The lines needed are those from the start of the records through the line holding "use std::time::Duration;", each copied exactly.

____________

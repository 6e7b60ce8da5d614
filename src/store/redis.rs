//! Redis-backed shared store via `fred`.
//!
//! Production deployments run many instances against one Redis; this is the
//! single source of truth for "has this already happened". Plain
//! set-if-absent maps to `SET NX PX`; the check-then-act operations
//! (release/renew) run as embedded Lua scripts so the compare and the
//! mutation are one atomic step server-side.
//!
//! Every error from the client is surfaced as [`StoreError::Backend`]; the
//! callers (replay guard, distributed lock) fail closed on it.

use std::time::Duration;

use async_trait::async_trait;
use fred::prelude::*;
use fred::types::Expiration;

use super::{Result, SharedStore, StoreError};

/// Compare-and-delete: deletes KEYS[1] only when its value equals ARGV[1].
const RELEASE_SCRIPT: &str = r#"
if redis.call('get', KEYS[1]) == ARGV[1] then
  return redis.call('del', KEYS[1])
else
  return 0
end
"#;

/// Compare-and-expire: resets the TTL of KEYS[1] (ARGV[2] ms) only when its
/// value equals ARGV[1].
const RENEW_SCRIPT: &str = r#"
if redis.call('get', KEYS[1]) == ARGV[1] then
  return redis.call('pexpire', KEYS[1], ARGV[2])
else
  return 0
end
"#;

/// Increment with TTL attached on first touch. One script so a crash between
/// the INCR and the PEXPIRE cannot leave a counter without an expiry.
const INCR_TTL_SCRIPT: &str = r#"
local count = redis.call('incr', KEYS[1])
if count == 1 then
  redis.call('pexpire', KEYS[1], ARGV[1])
end
return count
"#;

/// A [`SharedStore`] backed by a Redis connection pool.
pub struct RedisStore {
    pool: Pool,
}

impl RedisStore {
    /// Connects a pool to the given Redis URL and waits for it to be ready.
    pub async fn connect(url: &str, pool_size: usize) -> Result<Self> {
        let config = Config::from_url(url).map_err(map_err)?;

        let pool = Builder::from_config(config)
            .with_connection_config(|cfg| {
                cfg.connection_timeout = Duration::from_secs(5);
                cfg.internal_command_timeout = Duration::from_secs(5);
            })
            .set_policy(ReconnectPolicy::new_exponential(0, 100, 10_000, 2))
            .build_pool(pool_size)
            .map_err(map_err)?;

        pool.init().await.map_err(map_err)?;
        pool.wait_for_connect().await.map_err(map_err)?;

        Ok(Self { pool })
    }

    /// Tears the pool down. Called at shutdown.
    pub async fn quit(&self) {
        let _ = self.pool.quit().await;
    }
}

fn map_err(err: Error) -> StoreError {
    StoreError::Backend(err.to_string())
}

fn ttl_millis(ttl: Duration) -> i64 {
    i64::try_from(ttl.as_millis()).unwrap_or(i64::MAX).max(1)
}

#[async_trait]
impl SharedStore for RedisStore {
    async fn set_if_absent(&self, key: &str, value: &str, ttl: Duration) -> Result<bool> {
        let reply: Option<String> = self
            .pool
            .set(
                key,
                value,
                Some(Expiration::PX(ttl_millis(ttl))),
                Some(SetOptions::NX),
                false,
            )
            .await
            .map_err(map_err)?;
        // SET NX replies OK on success, nil when the key already exists.
        Ok(reply.is_some())
    }

    async fn get(&self, key: &str) -> Result<Option<String>> {
        self.pool.get(key).await.map_err(map_err)
    }

    async fn compare_and_delete(&self, key: &str, expected: &str) -> Result<bool> {
        let deleted: i64 = self
            .pool
            .eval(RELEASE_SCRIPT, vec![key.to_string()], vec![expected.to_string()])
            .await
            .map_err(map_err)?;
        Ok(deleted == 1)
    }

    async fn compare_and_expire(&self, key: &str, expected: &str, ttl: Duration) -> Result<bool> {
        let renewed: i64 = self
            .pool
            .eval(
                RENEW_SCRIPT,
                vec![key.to_string()],
                vec![expected.to_string(), ttl_millis(ttl).to_string()],
            )
            .await
            .map_err(map_err)?;
        Ok(renewed == 1)
    }

    async fn remaining_ttl(&self, key: &str) -> Result<Option<Duration>> {
        let millis: i64 = self.pool.pttl(key).await.map_err(map_err)?;
        // PTTL replies -2 when the key is absent, -1 when it has no expiry.
        if millis < 0 {
            Ok(None)
        } else {
            Ok(Some(Duration::from_millis(millis as u64)))
        }
    }

    async fn incr_with_ttl(&self, key: &str, ttl: Duration) -> Result<u64> {
        let count: i64 = self
            .pool
            .eval(
                INCR_TTL_SCRIPT,
                vec![key.to_string()],
                vec![ttl_millis(ttl).to_string()],
            )
            .await
            .map_err(map_err)?;
        Ok(count.max(0) as u64)
    }
}

impl std::fmt::Debug for RedisStore {
    fn fmt(&self, f: &mut std::fmt::Formatter<'_>) -> std::fmt::Result {
        f.debug_struct("RedisStore").finish_non_exhaustive()
    }
}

____________

## ANSWER TO THE EXERCISE
repository 6e7b60ce8da5d614
filename src/store/redis.rs
//! Redis-backed shared store via `fred`.
//!
//! Production deployments run many instances against one Redis; this is the
//! single source of truth for "has this already happened". Plain
//! set-if-absent maps to `SET NX PX`; the check-then-act operations
//! (release/renew) run as embedded Lua scripts so the compare and the
//! mutation are one atomic step server-side.
//!
//! Every error from the client is surfaced as [`StoreError::Backend`]; the
//! callers (replay guard, distributed lock) fail closed on it.

use std::time::Duration;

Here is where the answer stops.